==== Dataset records ====
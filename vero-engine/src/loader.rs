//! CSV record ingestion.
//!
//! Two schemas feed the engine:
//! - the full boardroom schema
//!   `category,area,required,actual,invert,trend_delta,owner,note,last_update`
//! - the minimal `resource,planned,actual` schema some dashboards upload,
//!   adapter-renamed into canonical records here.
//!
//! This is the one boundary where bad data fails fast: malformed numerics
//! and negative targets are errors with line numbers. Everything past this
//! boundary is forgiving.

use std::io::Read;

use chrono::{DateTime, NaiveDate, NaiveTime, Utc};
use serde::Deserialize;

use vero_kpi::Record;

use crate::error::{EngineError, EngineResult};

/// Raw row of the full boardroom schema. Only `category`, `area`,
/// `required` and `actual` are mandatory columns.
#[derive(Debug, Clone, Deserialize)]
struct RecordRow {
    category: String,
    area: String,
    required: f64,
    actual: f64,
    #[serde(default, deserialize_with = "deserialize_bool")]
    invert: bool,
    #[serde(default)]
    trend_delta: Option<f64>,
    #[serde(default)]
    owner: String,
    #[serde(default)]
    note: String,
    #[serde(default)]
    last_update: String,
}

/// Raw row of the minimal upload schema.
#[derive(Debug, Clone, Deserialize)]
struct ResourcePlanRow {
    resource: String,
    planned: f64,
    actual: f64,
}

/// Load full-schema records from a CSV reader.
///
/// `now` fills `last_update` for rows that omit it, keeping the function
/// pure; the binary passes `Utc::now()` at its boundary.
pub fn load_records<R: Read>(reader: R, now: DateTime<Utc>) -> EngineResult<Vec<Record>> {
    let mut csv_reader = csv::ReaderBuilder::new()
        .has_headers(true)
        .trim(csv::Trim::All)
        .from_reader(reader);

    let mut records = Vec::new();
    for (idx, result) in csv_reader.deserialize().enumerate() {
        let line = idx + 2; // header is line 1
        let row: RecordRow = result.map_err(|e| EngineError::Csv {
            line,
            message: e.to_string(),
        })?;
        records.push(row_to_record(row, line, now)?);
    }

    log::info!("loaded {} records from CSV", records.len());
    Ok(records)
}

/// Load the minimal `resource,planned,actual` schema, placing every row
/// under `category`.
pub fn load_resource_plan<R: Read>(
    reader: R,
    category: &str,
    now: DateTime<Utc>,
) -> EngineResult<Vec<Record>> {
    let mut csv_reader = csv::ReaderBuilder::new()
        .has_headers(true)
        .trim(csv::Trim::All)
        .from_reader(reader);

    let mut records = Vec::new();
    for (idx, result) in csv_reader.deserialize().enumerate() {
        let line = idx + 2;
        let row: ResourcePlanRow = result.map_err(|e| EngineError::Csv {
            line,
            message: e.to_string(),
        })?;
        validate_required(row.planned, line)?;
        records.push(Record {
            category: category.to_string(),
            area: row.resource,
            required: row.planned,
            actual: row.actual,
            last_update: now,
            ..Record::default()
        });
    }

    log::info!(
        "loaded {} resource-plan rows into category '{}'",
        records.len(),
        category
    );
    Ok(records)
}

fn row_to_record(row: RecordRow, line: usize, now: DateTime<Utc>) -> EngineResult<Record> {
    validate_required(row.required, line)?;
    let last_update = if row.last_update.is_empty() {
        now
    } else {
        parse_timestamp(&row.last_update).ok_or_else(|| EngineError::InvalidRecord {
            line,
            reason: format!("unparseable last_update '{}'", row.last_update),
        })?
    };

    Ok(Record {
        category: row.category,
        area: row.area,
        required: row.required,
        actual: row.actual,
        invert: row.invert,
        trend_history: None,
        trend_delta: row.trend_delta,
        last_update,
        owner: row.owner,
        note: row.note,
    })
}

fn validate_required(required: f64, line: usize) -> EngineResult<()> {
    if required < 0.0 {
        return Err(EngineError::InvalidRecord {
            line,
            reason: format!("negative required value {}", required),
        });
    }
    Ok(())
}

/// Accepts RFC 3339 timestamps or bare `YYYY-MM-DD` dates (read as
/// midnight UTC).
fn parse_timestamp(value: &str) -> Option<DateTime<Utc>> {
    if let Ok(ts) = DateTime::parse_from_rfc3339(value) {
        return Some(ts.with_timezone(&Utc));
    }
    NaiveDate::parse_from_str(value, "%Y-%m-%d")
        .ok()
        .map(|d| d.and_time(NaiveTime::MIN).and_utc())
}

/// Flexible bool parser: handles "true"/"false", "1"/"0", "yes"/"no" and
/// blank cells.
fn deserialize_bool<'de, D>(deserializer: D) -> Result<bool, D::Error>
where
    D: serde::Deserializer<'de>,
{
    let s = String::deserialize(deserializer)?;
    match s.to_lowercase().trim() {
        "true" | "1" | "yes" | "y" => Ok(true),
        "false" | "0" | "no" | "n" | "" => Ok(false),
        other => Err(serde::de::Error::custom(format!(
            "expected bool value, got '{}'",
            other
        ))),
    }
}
====
==== Dataset records ====
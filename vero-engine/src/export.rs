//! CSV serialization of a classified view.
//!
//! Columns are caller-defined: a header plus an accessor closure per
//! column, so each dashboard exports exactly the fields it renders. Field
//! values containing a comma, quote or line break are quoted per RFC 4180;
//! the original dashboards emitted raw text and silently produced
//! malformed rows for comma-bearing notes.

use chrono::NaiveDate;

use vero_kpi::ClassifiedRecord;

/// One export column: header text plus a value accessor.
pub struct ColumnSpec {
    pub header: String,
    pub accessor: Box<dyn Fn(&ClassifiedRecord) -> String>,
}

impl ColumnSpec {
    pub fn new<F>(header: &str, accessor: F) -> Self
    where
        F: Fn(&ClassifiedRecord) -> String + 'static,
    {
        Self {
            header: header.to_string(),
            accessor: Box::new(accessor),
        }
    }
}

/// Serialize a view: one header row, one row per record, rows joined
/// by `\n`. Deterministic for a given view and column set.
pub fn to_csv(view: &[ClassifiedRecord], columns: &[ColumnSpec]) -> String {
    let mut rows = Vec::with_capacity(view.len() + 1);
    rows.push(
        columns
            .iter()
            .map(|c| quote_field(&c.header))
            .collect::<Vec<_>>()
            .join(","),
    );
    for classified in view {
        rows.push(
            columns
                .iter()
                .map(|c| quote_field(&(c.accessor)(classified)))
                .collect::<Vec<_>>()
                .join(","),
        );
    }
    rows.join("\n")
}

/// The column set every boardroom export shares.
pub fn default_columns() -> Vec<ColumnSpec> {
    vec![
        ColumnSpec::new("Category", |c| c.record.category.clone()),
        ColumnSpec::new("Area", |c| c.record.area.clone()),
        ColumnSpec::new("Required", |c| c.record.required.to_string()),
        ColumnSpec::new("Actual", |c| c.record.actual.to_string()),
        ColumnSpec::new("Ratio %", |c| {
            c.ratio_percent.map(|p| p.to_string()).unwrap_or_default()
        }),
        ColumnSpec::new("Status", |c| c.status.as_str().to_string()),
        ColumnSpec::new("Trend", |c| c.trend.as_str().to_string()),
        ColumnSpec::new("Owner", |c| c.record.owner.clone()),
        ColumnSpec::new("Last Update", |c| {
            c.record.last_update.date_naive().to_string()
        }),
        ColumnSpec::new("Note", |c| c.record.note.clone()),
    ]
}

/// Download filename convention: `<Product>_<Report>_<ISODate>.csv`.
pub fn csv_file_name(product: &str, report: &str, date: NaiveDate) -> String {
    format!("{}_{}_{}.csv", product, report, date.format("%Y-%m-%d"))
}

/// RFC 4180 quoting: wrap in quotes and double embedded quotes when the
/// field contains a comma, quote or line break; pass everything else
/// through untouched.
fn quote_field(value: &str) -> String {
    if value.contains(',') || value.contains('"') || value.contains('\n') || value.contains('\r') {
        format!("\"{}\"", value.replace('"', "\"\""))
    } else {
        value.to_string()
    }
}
====
==== Dataset records ====
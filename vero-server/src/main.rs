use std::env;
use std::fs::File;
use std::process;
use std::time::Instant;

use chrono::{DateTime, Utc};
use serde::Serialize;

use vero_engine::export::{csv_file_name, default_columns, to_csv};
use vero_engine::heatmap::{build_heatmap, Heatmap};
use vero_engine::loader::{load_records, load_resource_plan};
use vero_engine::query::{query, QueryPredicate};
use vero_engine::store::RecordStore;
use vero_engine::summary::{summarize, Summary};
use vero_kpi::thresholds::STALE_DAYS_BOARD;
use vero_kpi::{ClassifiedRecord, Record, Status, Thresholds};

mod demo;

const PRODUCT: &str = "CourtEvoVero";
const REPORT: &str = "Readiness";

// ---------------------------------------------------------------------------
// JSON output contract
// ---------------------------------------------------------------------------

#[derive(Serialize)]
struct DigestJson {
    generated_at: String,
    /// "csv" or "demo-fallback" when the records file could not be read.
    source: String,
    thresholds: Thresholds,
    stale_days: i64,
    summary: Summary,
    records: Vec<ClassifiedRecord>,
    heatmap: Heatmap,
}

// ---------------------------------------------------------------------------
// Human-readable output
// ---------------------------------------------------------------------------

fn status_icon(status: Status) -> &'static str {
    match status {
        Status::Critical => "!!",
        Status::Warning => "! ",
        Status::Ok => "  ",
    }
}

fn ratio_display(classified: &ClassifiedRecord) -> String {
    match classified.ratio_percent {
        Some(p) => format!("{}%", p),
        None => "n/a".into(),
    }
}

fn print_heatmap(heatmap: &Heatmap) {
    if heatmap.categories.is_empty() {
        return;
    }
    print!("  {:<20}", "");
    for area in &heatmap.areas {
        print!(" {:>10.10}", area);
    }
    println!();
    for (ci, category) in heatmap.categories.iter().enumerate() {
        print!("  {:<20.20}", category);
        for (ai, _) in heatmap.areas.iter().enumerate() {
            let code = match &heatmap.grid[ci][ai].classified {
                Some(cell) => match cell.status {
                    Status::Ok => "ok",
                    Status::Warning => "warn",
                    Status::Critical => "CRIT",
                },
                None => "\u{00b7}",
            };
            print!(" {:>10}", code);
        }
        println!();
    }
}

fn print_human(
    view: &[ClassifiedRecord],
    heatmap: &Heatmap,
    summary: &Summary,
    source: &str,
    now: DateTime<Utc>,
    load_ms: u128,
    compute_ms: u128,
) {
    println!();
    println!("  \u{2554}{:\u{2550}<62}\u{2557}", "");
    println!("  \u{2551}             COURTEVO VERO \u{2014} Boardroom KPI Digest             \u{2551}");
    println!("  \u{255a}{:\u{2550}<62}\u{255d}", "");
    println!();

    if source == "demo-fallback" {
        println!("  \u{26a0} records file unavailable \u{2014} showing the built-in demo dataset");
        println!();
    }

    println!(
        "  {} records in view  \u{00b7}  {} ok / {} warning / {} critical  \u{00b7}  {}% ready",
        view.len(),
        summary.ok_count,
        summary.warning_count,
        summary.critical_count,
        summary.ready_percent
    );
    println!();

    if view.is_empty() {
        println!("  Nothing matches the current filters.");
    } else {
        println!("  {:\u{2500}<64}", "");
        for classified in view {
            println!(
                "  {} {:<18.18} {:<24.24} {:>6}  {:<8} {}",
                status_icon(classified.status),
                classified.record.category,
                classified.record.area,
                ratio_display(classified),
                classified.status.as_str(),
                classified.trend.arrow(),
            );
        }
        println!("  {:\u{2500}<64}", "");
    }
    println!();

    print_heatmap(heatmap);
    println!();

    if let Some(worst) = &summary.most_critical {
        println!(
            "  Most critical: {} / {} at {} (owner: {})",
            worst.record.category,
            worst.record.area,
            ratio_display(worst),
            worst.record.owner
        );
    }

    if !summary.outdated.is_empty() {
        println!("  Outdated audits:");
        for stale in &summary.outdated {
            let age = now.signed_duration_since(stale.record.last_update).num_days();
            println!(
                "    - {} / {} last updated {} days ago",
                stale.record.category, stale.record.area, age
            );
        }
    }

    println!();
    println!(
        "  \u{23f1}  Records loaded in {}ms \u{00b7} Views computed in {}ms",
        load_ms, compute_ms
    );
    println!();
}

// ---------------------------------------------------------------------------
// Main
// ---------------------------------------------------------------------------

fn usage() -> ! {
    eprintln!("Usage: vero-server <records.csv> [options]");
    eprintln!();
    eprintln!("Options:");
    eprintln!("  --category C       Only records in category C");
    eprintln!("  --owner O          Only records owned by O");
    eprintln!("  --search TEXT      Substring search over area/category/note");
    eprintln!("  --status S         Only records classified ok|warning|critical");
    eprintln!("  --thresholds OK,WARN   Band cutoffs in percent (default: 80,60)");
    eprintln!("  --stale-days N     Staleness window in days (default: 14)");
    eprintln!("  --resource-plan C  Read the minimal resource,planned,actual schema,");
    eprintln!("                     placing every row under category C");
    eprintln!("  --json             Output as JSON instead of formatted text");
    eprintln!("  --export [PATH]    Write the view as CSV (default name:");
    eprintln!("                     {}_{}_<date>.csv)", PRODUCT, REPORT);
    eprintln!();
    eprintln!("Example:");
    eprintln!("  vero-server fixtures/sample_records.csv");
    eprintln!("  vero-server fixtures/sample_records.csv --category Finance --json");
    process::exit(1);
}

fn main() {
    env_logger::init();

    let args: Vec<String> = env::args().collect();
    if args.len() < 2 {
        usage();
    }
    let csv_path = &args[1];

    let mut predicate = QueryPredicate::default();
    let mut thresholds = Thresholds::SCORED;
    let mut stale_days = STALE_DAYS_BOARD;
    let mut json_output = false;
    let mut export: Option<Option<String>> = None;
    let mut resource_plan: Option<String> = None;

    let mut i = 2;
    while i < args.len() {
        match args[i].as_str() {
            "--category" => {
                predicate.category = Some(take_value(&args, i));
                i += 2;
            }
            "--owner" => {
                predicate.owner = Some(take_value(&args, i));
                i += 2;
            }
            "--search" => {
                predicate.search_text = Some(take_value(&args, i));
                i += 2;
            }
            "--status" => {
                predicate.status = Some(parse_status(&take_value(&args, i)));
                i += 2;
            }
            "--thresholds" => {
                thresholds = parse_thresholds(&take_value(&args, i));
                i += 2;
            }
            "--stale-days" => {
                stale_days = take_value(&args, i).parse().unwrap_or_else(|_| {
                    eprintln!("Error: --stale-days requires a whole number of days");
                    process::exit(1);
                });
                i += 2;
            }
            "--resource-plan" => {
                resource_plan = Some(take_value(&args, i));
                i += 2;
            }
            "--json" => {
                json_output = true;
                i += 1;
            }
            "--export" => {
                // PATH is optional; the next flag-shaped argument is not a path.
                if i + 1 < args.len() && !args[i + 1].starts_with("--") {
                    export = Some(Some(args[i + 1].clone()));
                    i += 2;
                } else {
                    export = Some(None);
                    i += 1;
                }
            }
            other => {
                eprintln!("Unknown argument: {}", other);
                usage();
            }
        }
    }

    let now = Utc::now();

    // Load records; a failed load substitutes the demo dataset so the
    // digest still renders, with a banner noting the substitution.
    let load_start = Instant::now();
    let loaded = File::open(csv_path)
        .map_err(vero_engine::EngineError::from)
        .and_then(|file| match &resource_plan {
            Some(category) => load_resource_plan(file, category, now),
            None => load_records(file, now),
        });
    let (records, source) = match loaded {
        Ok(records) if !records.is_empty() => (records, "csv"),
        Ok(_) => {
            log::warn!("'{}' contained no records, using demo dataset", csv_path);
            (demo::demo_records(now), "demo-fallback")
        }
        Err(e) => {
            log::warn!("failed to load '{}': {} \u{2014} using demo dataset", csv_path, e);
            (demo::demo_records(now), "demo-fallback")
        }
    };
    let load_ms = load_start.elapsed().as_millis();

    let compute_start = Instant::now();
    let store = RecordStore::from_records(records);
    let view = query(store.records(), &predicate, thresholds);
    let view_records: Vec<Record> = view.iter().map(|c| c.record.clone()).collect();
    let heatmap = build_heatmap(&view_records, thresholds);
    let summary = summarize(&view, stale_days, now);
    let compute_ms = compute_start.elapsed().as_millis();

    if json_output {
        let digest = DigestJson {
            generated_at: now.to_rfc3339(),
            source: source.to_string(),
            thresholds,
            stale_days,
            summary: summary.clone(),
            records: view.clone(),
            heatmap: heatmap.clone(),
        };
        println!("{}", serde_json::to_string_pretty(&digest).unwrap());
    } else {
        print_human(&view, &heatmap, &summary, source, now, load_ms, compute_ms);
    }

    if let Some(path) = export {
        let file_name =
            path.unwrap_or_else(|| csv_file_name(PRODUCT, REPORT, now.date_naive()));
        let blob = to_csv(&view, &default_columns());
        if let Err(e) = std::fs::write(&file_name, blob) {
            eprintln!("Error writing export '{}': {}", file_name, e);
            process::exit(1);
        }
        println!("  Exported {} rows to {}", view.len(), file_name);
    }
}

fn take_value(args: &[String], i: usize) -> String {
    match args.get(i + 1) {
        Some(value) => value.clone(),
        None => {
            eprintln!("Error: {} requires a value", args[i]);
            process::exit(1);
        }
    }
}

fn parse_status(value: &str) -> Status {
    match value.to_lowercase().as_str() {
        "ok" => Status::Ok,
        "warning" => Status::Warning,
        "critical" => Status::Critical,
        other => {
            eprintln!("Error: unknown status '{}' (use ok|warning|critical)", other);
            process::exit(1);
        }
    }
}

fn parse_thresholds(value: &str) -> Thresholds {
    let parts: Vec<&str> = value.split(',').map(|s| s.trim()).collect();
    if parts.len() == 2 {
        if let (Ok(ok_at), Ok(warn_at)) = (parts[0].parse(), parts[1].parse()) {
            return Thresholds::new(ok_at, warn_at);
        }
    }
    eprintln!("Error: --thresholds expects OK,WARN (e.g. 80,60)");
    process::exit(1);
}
====
Using the records above, copy word for word the line with "let summary = summarize(&view, stale_days, now);", the line with "if parts.len() == 2", and every line between them.

## Written solution
    let summary = summarize(&view, stale_days, now);
    let compute_ms = compute_start.elapsed().as_millis();

    if json_output {
        let digest = DigestJson {
            generated_at: now.to_rfc3339(),
            source: source.to_string(),
            thresholds,
            stale_days,
            summary: summary.clone(),
            records: view.clone(),
            heatmap: heatmap.clone(),
        };
        println!("{}", serde_json::to_string_pretty(&digest).unwrap());
    } else {
        print_human(&view, &heatmap, &summary, source, now, load_ms, compute_ms);
    }

    if let Some(path) = export {
        let file_name =
            path.unwrap_or_else(|| csv_file_name(PRODUCT, REPORT, now.date_naive()));
        let blob = to_csv(&view, &default_columns());
        if let Err(e) = std::fs::write(&file_name, blob) {
            eprintln!("Error writing export '{}': {}", file_name, e);
            process::exit(1);
        }
        println!("  Exported {} rows to {}", view.len(), file_name);
    }
}

fn take_value(args: &[String], i: usize) -> String {
    match args.get(i + 1) {
        Some(value) => value.clone(),
        None => {
            eprintln!("Error: {} requires a value", args[i]);
            process::exit(1);
        }
    }
}

fn parse_status(value: &str) -> Status {
    match value.to_lowercase().as_str() {
        "ok" => Status::Ok,
        "warning" => Status::Warning,
        "critical" => Status::Critical,
        other => {
            eprintln!("Error: unknown status '{}' (use ok|warning|critical)", other);
            process::exit(1);
        }
    }
}

fn parse_thresholds(value: &str) -> Thresholds {
    let parts: Vec<&str> = value.split(',').map(|s| s.trim()).collect();
    if parts.len() == 2 {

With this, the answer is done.